Development of diabetes register in low-mid income country: survey of healthcare professionals’ behavioural change wheel

Authors

  • Eunice O. Igumbor Public and Community Health department, Novena University, Kwale
  • Otovwe Agofure Public and Community Health department, Novena University, Kwale
  • Echinei J. Oshionwu California Department of State Hospital, Stockton, CA
  • Phillip T. Bwititi School of Biomedical Sciences, Charles Sturt University
  • Ezekiel U. Nwose School of Community Health, Charles Sturt University http://orcid.org/0000-0003-1318-9853

DOI:

https://doi.org/10.18203/2394-6040.ijcmph20195824

Keywords:

Diabetes register, Healthcare professionals, Perceptions

Abstract

Background: There has been and ongoing research and development on diabetes care in Ndokwa community of Nigeria, and one of the items to be addressed is development of diabetes register in some of the health facilities. This study assesses the behavioural change wheel of the healthcare professionals to address the willingness of the primary healthcare providers willing to scale up and sustain the diabetes register; and how glycaemic control and metabolic syndrome factors in diabetes patients were assessed.
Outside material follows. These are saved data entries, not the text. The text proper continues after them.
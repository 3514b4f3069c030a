//! Commands accepted by the engine task.

#[derive(Debug, Clone, PartialEq, Eq)]
pub(crate) enum EngineCommand {
    /// Make a different session the active one and refetch from scratch.
    SwitchSession {
        /// New session label; `None` selects the backend default.
        label: Option<String>,
    },
    /// Forced fetch: the backend re-evaluates the session instead of
    /// serving cached status.
    CheckNow,
    /// Run the seedbox-side session update for the active session.
    UpdateSeedbox,
    /// Non-forced fetch for the active session.
    Refresh,
    /// Stop the engine task.
    Shutdown,
}
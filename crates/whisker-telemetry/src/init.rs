//! Logging initialisation and format selection.

use tracing_subscriber::layer::SubscriberExt;
use tracing_subscriber::util::SubscriberInitExt;
use tracing_subscriber::{EnvFilter, Layer, fmt};

use crate::error::{TelemetryError, TelemetryResult};

/// Default filter directive when neither `RUST_LOG` nor configuration
/// supplies one.
pub const DEFAULT_LOG_LEVEL: &str = "info";

/// Directive and format for the global subscriber.
#[derive(Debug, Clone)]
pub struct LoggingConfig<'a> {
    /// Filter directive (e.g. `info`, `whisker_core=debug`).
    pub level: &'a str,
    /// Output format selection for the tracing subscriber.
    pub format: LogFormat,
}

impl Default for LoggingConfig<'_> {
    fn default() -> Self {
        Self {
            level: DEFAULT_LOG_LEVEL,
            format: LogFormat::infer(),
        }
    }
}

/// Available output formats for the logger.
#[derive(Debug, Clone, Copy, PartialEq, Eq)]
pub enum LogFormat {
    /// Structured JSON lines.
    Json,
    /// Human-readable output for interactive runs.
    Pretty,
}

impl LogFormat {
    /// Pick the format matching the build profile.
    #[must_use]
    pub const fn infer() -> Self {
        if cfg!(debug_assertions) {
            Self::Pretty
        } else {
            Self::Json
        }
    }

    /// Parse a configured format name; `None` for unrecognised input.
    #[must_use]
    pub fn from_name(name: &str) -> Option<Self> {
        match name.trim().to_ascii_lowercase().as_str() {
            "json" => Some(Self::Json),
            "pretty" => Some(Self::Pretty),
            _ => None,
        }
    }
}

/// Configure and install the global tracing subscriber.
///
/// A `RUST_LOG` value in the environment wins over the configured directive.
///
/// # Errors
///
/// Returns an error when a global subscriber is already installed.
pub fn init_logging(config: &LoggingConfig<'_>) -> TelemetryResult<()> {
    let filter =
        EnvFilter::try_from_default_env().unwrap_or_else(|_| EnvFilter::new(config.level));
    let output = match config.format {
        LogFormat::Json => fmt::layer()
            .json()
            .with_target(false)
            .with_thread_ids(false)
            .boxed(),
        LogFormat::Pretty => fmt::layer()
            .with_target(false)
            .with_thread_ids(false)
            .boxed(),
    };

    tracing_subscriber::registry()
        .with(filter)
        .with(output)
        .try_init()
        .map_err(|source| TelemetryError::Install { source })
}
Methods: The study adopted clinical observational approach and survey questionnaires. A descriptive cross sectional method evaluated how glycaemic control among diabetes patients (n=42) was assessed. Clinical observations were at Catholic Hospital Abbi, while the survey of healthcare professionals (n=71) included health facilities in other communities. Data from questionnaire and test results was analysed using Microsoft Excel Data Analysis Toolpak 2010.

Results: It is observed that 62% wished they had a diabetes register. Over 50% of the patients showed presence of >2 metabolic syndrome indices. Further, ≈52% disagreed that diet, exercise, medication, quitting smoking and less stress contributed to effective control and management of diabetes.

Conclusions: Most of the respondents thought that their practice did not have a special interest in diabetes. There is prevalence of metabolic syndrome, but the majority of healthcare professionals did not view lifestyle as effective to control diabetes. These observations highlight the need for diabetic education on healthcare professionals and patients.

 

References

Nwose EU, Richards RS, Bwititi PT, Igumbor EO, Oshionwu EJ, Okolie K, et al. Prediabetes and cardiovascular complications study (PACCS): international collaboration 4 years' summary and future direction. BMC Res Notes. 2017;10:730.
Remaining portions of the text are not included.